The presence of 2-methylisoborneol (2-MIB) is acknowledged as a prevalent source of odor-related challenges in drinking water reservoirs. Among the three in situ experiments conducted in drinking water reservoir, the water-lifting aerator with bio-filling system exhibited the most pronounced overall effects. It achieved a remarkable 98.70 % removal of 2-MIB and a 99.30 % reduction in the abundance of the mic gene. Metagenomic sequencing identified key genes including methyl transferase gene (mtf), 2-MIB cyclase gene (mic), cyclic nucleotide-binding protein gene (cnb), underscoring the potential role of Actinobacteria, Cyanobacteria, and Proteobacteria communities in contributing to odor occurrences in the reservoir. Furthermore, the abundance of odorous precursor enzymes in the MVA pathway and MEP/DOXP pathway were inhibited in the systems with bio-filling. Total nitrogen (TN) and nitrate (NO₃⁻-N) were identified as pivotal factors influencing the presence of 2-MIB odor-producing microorganisms. Effective management of odor-producing species in reservoir water was closely related to the efficient removal of pollutants. These findings will provide valuable insights for the development of odor removal techniques in reservoirs and offer researchers deeper understanding into the mechanisms underlying odor processes.

Abstract Image

查看原文本刊更多论文

饮用水水库臭味的显著下降：臭味群落、前体酶丰度、分布和环境主导因素的变化

众所周知，2-甲基异龙脑（2-MIB）是饮用水水库中普遍存在的异味来源。在饮用水水库中进行的三项原位实验中，带生物填充系统的扬水曝气器的总体效果最为明显。2-MIB 的去除率高达 98.70%，mic 基因的丰度降低了 99.30%。元基因组测序确定了关键基因，包括甲基转移酶基因（mtf）、2-MIB 环化酶基因（mic）和环核苷酸结合蛋白基因（cnb），突出了放线菌、蓝藻和蛋白菌群落在导致水库产生臭味方面的潜在作用。此外，在生物填充系统中，MVA 途径和 MEP/DOXP 途径中的臭味前体酶的丰度受到抑制。研究发现，总氮（TN）和硝酸盐（NO3--N）是影响 2-MIB 产臭微生物存在的关键因素。水库水中产臭物种的有效管理与污染物的有效去除密切相关。这些发现将为开发水库除臭技术提供有价值的见解，并让研究人员更深入地了解臭味过程的基本机制。

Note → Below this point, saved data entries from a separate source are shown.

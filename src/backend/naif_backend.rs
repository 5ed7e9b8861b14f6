//! Precise backend over a NAIF SPK kernel.

use hifitime::Epoch;
use once_cell::sync::OnceCell;
use tracing::debug;

use crate::{
    bodies::Body,
    ephem_errors::EphemError,
    ephemeris::{EngineId, EphemerisResult},
    jpl_ephem::{ecliptic_longitude, naif::naif_data::NaifData},
    probe::{BackendProbe, KernelProbe},
    time::et_seconds,
};

use super::{compute_with, PositionBackend};

#[derive(Debug)]
struct LoadedKernel {
    file_name: String,
    data: NaifData,
}

/// Geocentric ecliptic longitudes from an SPK kernel located by a [`KernelProbe`].
///
/// Every body is addressed by its NAIF id. Bodies the kernel has no segment for at all
/// (e.g. Ceres in `de440s.bsp`) are left out of the result; any other failure, such as
/// an epoch outside a segment, aborts the computation.
#[derive(Debug)]
pub struct NaifBackend {
    probe: KernelProbe,
    bodies: Vec<Body>,
    kernel: OnceCell<LoadedKernel>,
}

impl NaifBackend {
    pub fn new(probe: KernelProbe, bodies: &[Body]) -> Self {
        NaifBackend {
            probe,
            bodies: bodies.to_vec(),
            kernel: OnceCell::new(),
        }
    }

    fn get_kernel(&self) -> Result<&LoadedKernel, EphemError> {
        self.kernel.get_or_try_init(|| {
            let path = self
                .probe
                .locate()
                .ok_or_else(|| EphemError::BackendUnavailable(self.probe.describe()))?;
            let file_name = path.file_name().unwrap_or(path.as_str()).to_string();
            Ok(LoadedKernel {
                file_name,
                data: NaifData::read_naif_file(&path)?,
            })
        })
    }
}

impl PositionBackend for NaifBackend {
    fn engine_id(&self) -> EngineId {
        if let Some(kernel) = self.kernel.get() {
            return EngineId::naif(&kernel.file_name);
        }
        self.probe
            .locate()
            .and_then(|path| path.file_name().map(EngineId::naif))
            .unwrap_or_else(|| EngineId::new("naif"))
    }

    fn bodies(&self) -> Vec<Body> {
        self.bodies.clone()
    }

    fn compute(&self, instant: Epoch) -> Result<EphemerisResult, EphemError> {
        let kernel = self.get_kernel()?;
        let targets = kernel.data.targets();

        let bodies: Vec<Body> = self
            .bodies
            .iter()
            .copied()
            .filter(|body| {
                let present = targets.binary_search(&body.naif_id()).is_ok();
                if !present {
                    debug!("{} has no segment for {body}", kernel.file_name);
                }
                present
            })
            .collect();

        compute_with(
            EngineId::naif(&kernel.file_name),
            instant,
            &bodies,
            |body, at| {
                let geocentric = kernel.data.geocentric_position(body.naif_id(), et_seconds(at))?;
                Ok(ecliptic_longitude(&geocentric))
            },
        )
    }
}
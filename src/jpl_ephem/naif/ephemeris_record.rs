//! Chebyshev records of type 2 and type 3 SPK segments.
//!
//! Each record is `rsize` little-endian doubles: the midpoint `mid` and half-length
//! `radius` of its interval (TDB seconds), then one block of `ncoeff` coefficients per
//! component. Type 2 stores X, Y, Z; type 3 adds the three velocity components, which
//! are not decoded here.

use nalgebra::Vector3;
use nom::{multi::count, number::complete::le_f64};

use crate::{constants::Kilometer, ephem_errors::EphemError};

#[derive(Debug, Clone, PartialEq)]
pub struct EphemerisRecord {
    pub mid: f64,
    pub radius: f64,
    pub x: Vec<f64>,
    pub y: Vec<f64>,
    pub z: Vec<f64>,
}

impl EphemerisRecord {
    /// Decode every record of a segment.
    ///
    /// Arguments
    /// -----------------
    /// * `bytes`: the whole kernel.
    /// * `initial_addr`: first word of the segment (1-based).
    /// * `rsize`: record size in words.
    /// * `n_records`: number of records.
    /// * `components`: coefficient blocks per record (3 for type 2, 6 for type 3).
    pub fn parse_segment(
        bytes: &[u8],
        initial_addr: usize,
        rsize: usize,
        n_records: usize,
        components: usize,
    ) -> Result<Vec<Self>, EphemError> {
        if initial_addr == 0 || rsize < 2 + components {
            return Err(EphemError::InvalidEphemFile(format!(
                "segment at word {initial_addr} with record size {rsize}"
            )));
        }
        let ncoeff = (rsize - 2) / components;
        let record_bytes = rsize.checked_mul(8);
        let span = record_bytes.and_then(|size| {
            let start = (initial_addr - 1).checked_mul(8)?;
            let end = n_records.checked_mul(size)?.checked_add(start)?;
            Some((size, start, end))
        });
        let past_end = || {
            EphemError::InvalidEphemFile(format!(
                "segment at word {initial_addr} ({n_records} records of {rsize} words) \
                 past end of file ({} bytes)",
                bytes.len()
            ))
        };
        let (record_bytes, start, end) = span.ok_or_else(past_end)?;
        let segment = bytes.get(start..end).ok_or_else(past_end)?;

        segment
            .chunks_exact(record_bytes)
            .map(|chunk| {
                let (_, words) = count(le_f64::<_, nom::error::Error<_>>, rsize)(chunk)
                    .map_err(|e| EphemError::InvalidEphemFile(format!("SPK record: {e:?}")))?;
                let coeffs = &words[2..];
                Ok(EphemerisRecord {
                    mid: words[0],
                    radius: words[1],
                    x: coeffs[..ncoeff].to_vec(),
                    y: coeffs[ncoeff..2 * ncoeff].to_vec(),
                    z: coeffs[2 * ncoeff..3 * ncoeff].to_vec(),
                })
            })
            .collect()
    }

    /// Position in km at `et_seconds`; the normalized time is clamped to \[-1, 1\].
    pub fn interpolate(&self, et_seconds: f64) -> Vector3<Kilometer> {
        let t = ((et_seconds - self.mid) / self.radius).clamp(-1.0, 1.0);

        let n = self.x.len().max(self.y.len()).max(self.z.len());
        let mut chebyshev = vec![0.0; n];
        if n > 0 {
            chebyshev[0] = 1.0;
        }
        if n > 1 {
            chebyshev[1] = t;
        }
        // T_n(t) = 2 t T_{n-1}(t) - T_{n-2}(t)
        for degree in 2..n {
            chebyshev[degree] = 2.0 * t * chebyshev[degree - 1] - chebyshev[degree - 2];
        }

        let eval =
            |coeffs: &[f64]| -> f64 { coeffs.iter().zip(&chebyshev).map(|(c, p)| c * p).sum() };
        Vector3::new(eval(&self.x), eval(&self.y), eval(&self.z))
    }
}

#[cfg(test)]
mod ephemeris_record_test {
    use super::*;
    use approx::assert_abs_diff_eq;

    fn words_to_bytes(words: &[f64]) -> Vec<u8> {
        words.iter().flat_map(|w| w.to_le_bytes()).collect()
    }

    #[test]
    fn test_parse_type2_segment() {
        // one padding word, then two records of rsize 8 (ncoeff 2)
        let mut words = vec![0.0];
        words.extend([10.0, 5.0, 1.0, 2.0, 3.0, 4.0, 5.0, 6.0]);
        words.extend([20.0, 5.0, 7.0, 8.0, 9.0, 10.0, 11.0, 12.0]);
        let bytes = words_to_bytes(&words);

        let records = EphemerisRecord::parse_segment(&bytes, 2, 8, 2, 3).unwrap();
        assert_eq!(records.len(), 2);
        assert_eq!(records[1].mid, 20.0);
        assert_eq!(records[1].x, vec![7.0, 8.0]);
        assert_eq!(records[1].z, vec![11.0, 12.0]);
    }

    #[test]
    fn test_parse_type3_keeps_positions() {
        // rsize 14: mid, radius, 6 blocks of 2 coefficients
        let mut words = vec![0.0, 1.0];
        words.extend((1..=12).map(|v| v as f64));
        let bytes = words_to_bytes(&words);
        let records = EphemerisRecord::parse_segment(&bytes, 1, 14, 1, 6).unwrap();
        assert_eq!(records[0].x, vec![1.0, 2.0]);
        assert_eq!(records[0].z, vec![5.0, 6.0]);
    }

    #[test]
    fn test_truncated_segment() {
        let bytes = words_to_bytes(&[0.0; 10]);
        assert!(EphemerisRecord::parse_segment(&bytes, 1, 8, 2, 3).is_err());
        assert!(EphemerisRecord::parse_segment(&bytes, 0, 8, 1, 3).is_err());
    }

    #[test]
    fn test_oversized_layout_is_an_error() {
        let bytes = words_to_bytes(&[0.0; 16]);
        let huge = [
            (1, usize::MAX, 1),
            (1, 8, usize::MAX),
            (usize::MAX, 8, 1),
            (1, usize::MAX / 4, 4),
        ];
        for (initial_addr, rsize, n_records) in huge {
            assert!(matches!(
                EphemerisRecord::parse_segment(&bytes, initial_addr, rsize, n_records, 3),
                Err(EphemError::InvalidEphemFile(_))
            ));
        }
    }

    #[test]
    fn test_interpolate() {
        let record = EphemerisRecord {
            mid: 100.0,
            radius: 50.0,
            x: vec![1.0, 2.0, 3.0],
            y: vec![-4.0, 0.5],
            z: vec![9.0],
        };
        // t = 0.5: T2 = -0.5
        let p = record.interpolate(125.0);
        assert_abs_diff_eq!(p.x, 1.0 + 1.0 - 1.5, epsilon = 1e-12);
        assert_abs_diff_eq!(p.y, -3.75, epsilon = 1e-12);
        assert_abs_diff_eq!(p.z, 9.0, epsilon = 1e-12);

        // clamped past the end of the interval
        let q = record.interpolate(1e6);
        assert_abs_diff_eq!(q.x, 6.0, epsilon = 1e-12);
    }
}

本文章由计算机程序翻译，如有差异，请以英文原文为准。

求助全文

约1分钟内获得全文求助全文

来源期刊

Water Research 环境科学-工程：环境

CiteScore

20.80

自引率

9.40%

发文量

1307

审稿时长

38 days

期刊介绍： Water Research, along with its open access companion journal Water Research X, serves as a platform for publishing original research papers covering various aspects of the science and technology related to the anthropogenic water cycle, water quality, and its management worldwide. The audience targeted by the journal comprises biologists, chemical engineers, chemists, civil engineers, environmental engineers, limnologists, and microbiologists. The scope of the journal include: •Treatment processes for water and wastewaters (municipal, agricultural, industrial, and on-site treatment), including resource recovery and residuals management; •Urban hydrology including sewer systems, stormwater management, and green infrastructure; •Drinking water treatment and distribution; •Potable and non-potable water reuse; •Sanitation, public health, and risk assessment; •Anaerobic digestion, solid and hazardous waste management, including source characterization and the effects and control of leachates and gaseous emissions; •Contaminants (chemical, microbial, anthropogenic particles such as nanoparticles or microplastics) and related water quality sensing, monitoring, fate, and assessment; •Anthropogenic impacts on inland, tidal, coastal and urban waters, focusing on surface and ground waters, and point and non-point sources of pollution; •Environmental restoration, linked to surface water, groundwater and groundwater remediation; •Analysis of the interfaces between sediments and water, and between water and atmosphere, focusing specifically on anthropogenic impacts; •Mathematical modelling, systems analysis, machine learning, and beneficial use of big data related to the anthropogenic water cycle; •Socio-economic, policy, and regulations studies.